FIG. 4. A- Seafloor and surface topography; B- velocity model with earthquake hypocenters; C- density model derived from velocity model, and D- comparison of free-air/Bouguer gravity (Götze et al., 2001) and modeled gravity along a transect at 39°S from 76°W to 69° W. Free-air and Bouguer gravity values were vertically shifted for the comparison with the computed gravity.

FIG. 5. Velocity model from the southern central Andes along 21°S (ANCORP Working Group, in press). The receiver Function Moho is according to Yuan et al., 2001.

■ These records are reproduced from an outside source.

// transfers
impl GfxStagingRing {
    /// 向 buffer 写入数据
    ///
    /// host visible 的目标直接写入映射内存；否则分块拷贝到 staging，再录制 copy 命令并提交
    pub fn buffer_sub_data<B: GfxBackend>(
        &mut self,
        ctx: &mut GfxStagingContext<'_, B>,
        dst: GfxBufferHandle,
        dst_offset: vk::DeviceSize,
        data: &[u8],
    ) -> GfxResult<()> {
        let _span = tracy_client::span!("GfxStagingRing::buffer_sub_data");
        if data.is_empty() {
            return Ok(());
        }

        let (dst_buffer, dst_usage, mapped) = {
            let resource = ctx.buffers.get(dst).ok_or(GfxError::NotFound { kind: "buffer" })?;
            (*resource.buffer(), *resource.usage(), resource.is_mapped())
        };
        if mapped {
            return ctx.backend.write_mapped(dst_buffer, dst_offset, data);
        }

        let mut remaining = data;
        let mut dst_offset = dst_offset;
        while !remaining.is_empty() {
            let region = self.next_free_region(ctx, remaining.len() as vk::DeviceSize)?;
            let chunk = (remaining.len() as vk::DeviceSize).min(region.size);

            let token = match self.record_buffer_upload(ctx, &region, dst_buffer, dst_usage, dst_offset, &remaining[..chunk as usize]) {
                Ok(token) => token,
                Err(e) => {
                    self.return_region(region, GfxSubmitToken::empty());
                    return Err(e);
                }
            };
            self.return_region(region, token);

            remaining = &remaining[chunk as usize..];
            dst_offset += chunk;
        }
        Ok(())
    }

    fn record_buffer_upload<B: GfxBackend>(
        &self,
        ctx: &mut GfxStagingContext<'_, B>,
        region: &GfxStagingRegion,
        dst_buffer: vk::Buffer,
        dst_usage: vk::BufferUsageFlags,
        dst_offset: vk::DeviceSize,
        chunk: &[u8],
    ) -> GfxResult<GfxSubmitToken> {
        let size = chunk.len() as vk::DeviceSize;
        ctx.backend.write_mapped(self.vk_buffer, region.offset, chunk)?;

        let recorder = ctx.ring.acquire()?;
        let cmd = recorder.command_buffer();
        ctx.backend.cmd_copy_buffer(
            cmd,
            self.vk_buffer,
            dst_buffer,
            &[vk::BufferCopy {
                src_offset: region.offset,
                dst_offset,
                size,
            }],
        );
        ctx.backend.cmd_pipeline_barrier(
            cmd,
            &[GfxBufferBarrier::new().mask(GfxBarrierMask::after_buffer_upload(dst_usage)).buffer(
                dst_buffer,
                dst_offset,
                size,
            )],
            &[],
        );
        ctx.ring.submit(recorder)
    }

    /// 从 buffer 读取数据
    ///
    /// host visible 的 buffer 直接读取映射内存（调用者负责同步）；否则分块拷贝到 staging，等待完成后读回
    pub fn get_buffer_sub_data<B: GfxBackend>(
        &mut self,
        ctx: &mut GfxStagingContext<'_, B>,
        src: GfxBufferHandle,
        src_offset: vk::DeviceSize,
        out: &mut [u8],
    ) -> GfxResult<()> {
        let _span = tracy_client::span!("GfxStagingRing::get_buffer_sub_data");
        if out.is_empty() {
            return Ok(());
        }

        let (src_buffer, mapped) = {
            let resource = ctx.buffers.get(src).ok_or(GfxError::NotFound { kind: "buffer" })?;
            (*resource.buffer(), resource.is_mapped())
        };
        if mapped {
            return ctx.backend.read_mapped(src_buffer, src_offset, out);
        }

        let mut done = 0usize;
        while done < out.len() {
            let remaining = (out.len() - done) as vk::DeviceSize;
            let region = self.next_free_region(ctx, remaining)?;
            let chunk = remaining.min(region.size);
            let src_offset = src_offset + done as vk::DeviceSize;

            let result = self.record_buffer_download(ctx, &region, src_buffer, src_offset, chunk).and_then(|token| {
                ctx.ring.wait(token)?;
                ctx.backend.read_mapped(self.vk_buffer, region.offset, &mut out[done..done + chunk as usize])?;
                Ok(token)
            });
            match result {
                Ok(token) => self.return_region(region, token),
                Err(e) => {
                    self.return_region(region, GfxSubmitToken::empty());
                    return Err(e);
                }
            }
            done += chunk as usize;
        }
        Ok(())
    }

    fn record_buffer_download<B: GfxBackend>(
        &self,
        ctx: &mut GfxStagingContext<'_, B>,
        region: &GfxStagingRegion,
        src_buffer: vk::Buffer,
        src_offset: vk::DeviceSize,
        size: vk::DeviceSize,
    ) -> GfxResult<GfxSubmitToken> {
        let recorder = ctx.ring.acquire()?;
        let cmd = recorder.command_buffer();
        ctx.backend.cmd_pipeline_barrier(
            cmd,
            &[GfxBufferBarrier::new().mask(GfxBarrierMask::before_transfer_read()).buffer(src_buffer, src_offset, size)],
            &[],
        );
        ctx.backend.cmd_copy_buffer(
            cmd,
            src_buffer,
            self.vk_buffer,
            &[vk::BufferCopy {
                src_offset,
                dst_offset: region.offset,
                size,
            }],
        );
        ctx.backend.cmd_pipeline_barrier(
            cmd,
            &[GfxBufferBarrier::new().mask(GfxBarrierMask::before_host_read()).buffer(self.vk_buffer, region.offset, size)],
            &[],
        );
        ctx.ring.submit(recorder)
    }

    /// 上传 texture 的若干 mip 与 layer
    ///
    /// 整个上传使用一段连续的 region 和一次提交，不会拆分；每个 (mip, layer) 经过
    /// UNDEFINED -> TRANSFER_DST -> SHADER_READ_ONLY 的 layout 转换
    pub fn image_data_2d<B: GfxBackend>(
        &mut self,
        ctx: &mut GfxStagingContext<'_, B>,
        texture: &mut GfxTextureResource,
        range: &GfxTextureRange,
        data: &[u8],
    ) -> GfxResult<()> {
        let _span = tracy_client::span!("GfxStagingRing::image_data_2d");

        let format = *texture.format();
        let total = range.total_bytes(format)?;
        if (data.len() as u64) < total {
            return Err(GfxError::ArgumentOutOfRange {
                context: "image data is shorter than the texture range",
                offset: 0,
                size: data.len() as u64,
                limit: total,
            });
        }
        if self.align(total) > self.max_size {
            return Err(GfxError::StagingTooSmall {
                needed: total,
                max: self.max_size,
            });
        }

        self.ensure_capacity(ctx, total)?;
        let mut region = self.next_free_region(ctx, total)?;
        if region.size < total {
            // image 不能分块，需要一段完整的 region
            self.return_region(region, GfxSubmitToken::empty());
            self.wait_and_reset(&mut *ctx.ring)?;
            region = self.next_free_region(ctx, total)?;
        }
        debug_assert!(region.size >= total);

        match self.record_image_upload(ctx, texture, range, &region, &data[..total as usize]) {
            Ok(token) => {
                texture.set_layout(vk::ImageLayout::SHADER_READ_ONLY_OPTIMAL);
                self.return_region(region, token);
                Ok(())
            }
            Err(e) => {
                self.return_region(region, GfxSubmitToken::empty());
                Err(e)
            }
        }
    }

    fn record_image_upload<B: GfxBackend>(
        &self,
        ctx: &mut GfxStagingContext<'_, B>,
        texture: &GfxTextureResource,
        range: &GfxTextureRange,
        region: &GfxStagingRegion,
        data: &[u8],
    ) -> GfxResult<GfxSubmitToken> {
        ctx.backend.write_mapped(self.vk_buffer, region.offset, data)?;

        let image = *texture.image();
        let format = *texture.format();
        let aspect = texture.aspect();

        let recorder = ctx.ring.acquire()?;
        let cmd = recorder.command_buffer();

        let mut offset = 0;
        for mip in 0..range.num_mip_levels {
            let extent = range.mip_extent(mip);
            let level_bytes = range.level_bytes(format, mip)?;
            let mip_level = range.mip_level + mip;

            for layer in 0..range.num_layers {
                let array_layer = range.layer + layer;

                ctx.backend.cmd_pipeline_barrier(
                    cmd,
                    &[],
                    &[GfxImageBarrier::new()
                        .image(image)
                        .image_aspect_flag(aspect)
                        .subresource(mip_level, array_layer)
                        .layout_transfer(vk::ImageLayout::UNDEFINED, vk::ImageLayout::TRANSFER_DST_OPTIMAL)
                        .src_mask(vk::PipelineStageFlags2::TOP_OF_PIPE, vk::AccessFlags2::NONE)
                        .dst_mask(vk::PipelineStageFlags2::TRANSFER, vk::AccessFlags2::TRANSFER_WRITE)],
                );
                ctx.backend.cmd_copy_buffer_to_image(
                    cmd,
                    self.vk_buffer,
                    image,
                    vk::ImageLayout::TRANSFER_DST_OPTIMAL,
                    &[vk::BufferImageCopy {
                        buffer_offset: region.offset + offset,
                        buffer_row_length: range.row_length,
                        buffer_image_height: 0,
                        image_subresource: vk::ImageSubresourceLayers {
                            aspect_mask: aspect,
                            mip_level,
                            base_array_layer: array_layer,
                            layer_count: 1,
                        },
                        image_offset: vk::Offset3D {
                            x: range.offset.x >> mip,
                            y: range.offset.y >> mip,
                            z: range.offset.z >> mip,
                        },
                        image_extent: extent,
                    }],
                );
                ctx.backend.cmd_pipeline_barrier(
                    cmd,
                    &[],
                    &[GfxImageBarrier::new()
                        .image(image)
                        .image_aspect_flag(aspect)
                        .subresource(mip_level, array_layer)
                        .layout_transfer(
                            vk::ImageLayout::TRANSFER_DST_OPTIMAL,
                            vk::ImageLayout::SHADER_READ_ONLY_OPTIMAL,
                        )
                        .src_mask(vk::PipelineStageFlags2::TRANSFER, vk::AccessFlags2::TRANSFER_WRITE)
                        .dst_mask(
                            vk::PipelineStageFlags2::ALL_COMMANDS,
                            vk::AccessFlags2::MEMORY_READ | vk::AccessFlags2::MEMORY_WRITE,
                        )],
                );

                offset += level_bytes;
            }
        }

        ctx.ring.submit(recorder)
    }
}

The seismic experiment was financed by the German Science Foundation (DFG) in the frame of the Collaborative Research Center (SFB) 267 and by the German Ministry of Science and Education and Ministry of Economy and Technology (BMBF and BMWT), grant 03G0545A/1. The authors are grateful for organizational support by Universidad de Concepción, Departamento de Ciencias de la Tierra and Departamento de Oceanografía, particularly Captain M. Monné and the crew of the research vessel Kay Kay. Field work was carried out by the authors and with the committed help of co-workers from several institutions: G. Aguilera, J. L. Cerda, J. Oliva (Universidad Católica del Norte, Antofagasta, Chile); G. Astroza, L. Caric, I. Cartes, E. Carvacho, M. Escobar, S. Jara, G. Lacazette, C. Leal, R. Mora, L. Parra, S. Pérez (Universidad de Concepción, Chile); J. Avila, A. Canales (Universidad de Chile, Santiago); B. Heit (Universidad Nacional de Salta, Argentina); D. Chalbaud (Universidad Simón Bolivar, Caracas, Venezuela); J. Kummerow, J. Saul (GFZ Potsdam, Germany); D. Vollmer (Universität Potsdam, Germany); A. Belmonte, F. Finck, S. Hölz, J. Rindschwentner (Freie Universität Berlin, Germany). Instruments for this experiment were provided by the Geophysical Instrument Pool Potsdam (GIPP) at the GFZ Potsdam, Freie Universtät Berlin, Universität Potsdam and GEOMAR Kiel.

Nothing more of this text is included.